_RECORDS SHOWN_

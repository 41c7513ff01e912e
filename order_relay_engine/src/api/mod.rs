//! The relay's public APIs.
//!
//! The pattern for using them is the same as everywhere else in the workspace: construct an API instance over a
//! backend that implements the required traits. [`OrderFlowApi`] needs a [`crate::traits::RelayDatabase`];
//! [`FulfillmentApi`] needs a [`crate::traits::FulfillmentLookup`] plus the two outbound collaborators.

mod errors;
mod fulfillment;
mod order_flow;

pub use errors::OrderFlowError;
pub use fulfillment::FulfillmentApi;
pub use order_flow::OrderFlowApi;
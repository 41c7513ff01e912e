use log::debug;
use sqlx::SqliteConnection;

use crate::db_types::{Order, OrderId, OrderItem};

pub async fn fetch_order_by_id(id: OrderId, conn: &mut SqliteConnection) -> Result<Option<Order>, sqlx::Error> {
    let order = sqlx::query_as("SELECT * FROM orders WHERE id = $1").bind(id).fetch_optional(conn).await?;
    Ok(order)
}

/// Applies the `Pending → Completed` payment transition for the given order.
///
/// The update is conditional on the current payment status: a `Pending` order is completed, a `Completed` order is
/// rewritten in place (so a re-delivered payment event converges on the same row), and a `Failed` order is left
/// untouched, in which case `None` is returned. `None` is also returned when the order does not exist; callers
/// disambiguate with [`fetch_order_by_id`].
pub async fn mark_payment_completed(id: OrderId, conn: &mut SqliteConnection) -> Result<Option<Order>, sqlx::Error> {
    let updated: Option<Order> = sqlx::query_as(
        r#"
            UPDATE orders
            SET payment_status = 'Completed', updated_at = CURRENT_TIMESTAMP
            WHERE id = $1 AND payment_status IN ('Pending', 'Completed')
            RETURNING *;
        "#,
    )
    .bind(id)
    .fetch_optional(conn)
    .await?;
    if let Some(order) = &updated {
        debug!("🗃️ Order {} payment status is now {}", order.id, order.payment_status);
    }
    Ok(updated)
}

pub async fn fetch_order_items(order_id: OrderId, conn: &mut SqliteConnection) -> Result<Vec<OrderItem>, sqlx::Error> {
    let items = sqlx::query_as("SELECT * FROM order_items WHERE order_id = $1 ORDER BY id")
        .bind(order_id)
        .fetch_all(conn)
        .await?;
    Ok(items)
}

_ABOUT THIS EXERCISE_
Nothing should appear in the answer except the lines above from the line with "not exist; callers" through the line with "UPDATE orders", both included, written out exactly.

_COMPLETED EXERCISE_
/// untouched, in which case `None` is returned. `None` is also returned when the order does not exist; callers
/// disambiguate with [`fetch_order_by_id`].
pub async fn mark_payment_completed(id: OrderId, conn: &mut SqliteConnection) -> Result<Option<Order>, sqlx::Error> {
    let updated: Option<Order> = sqlx::query_as(
        r#"
            UPDATE orders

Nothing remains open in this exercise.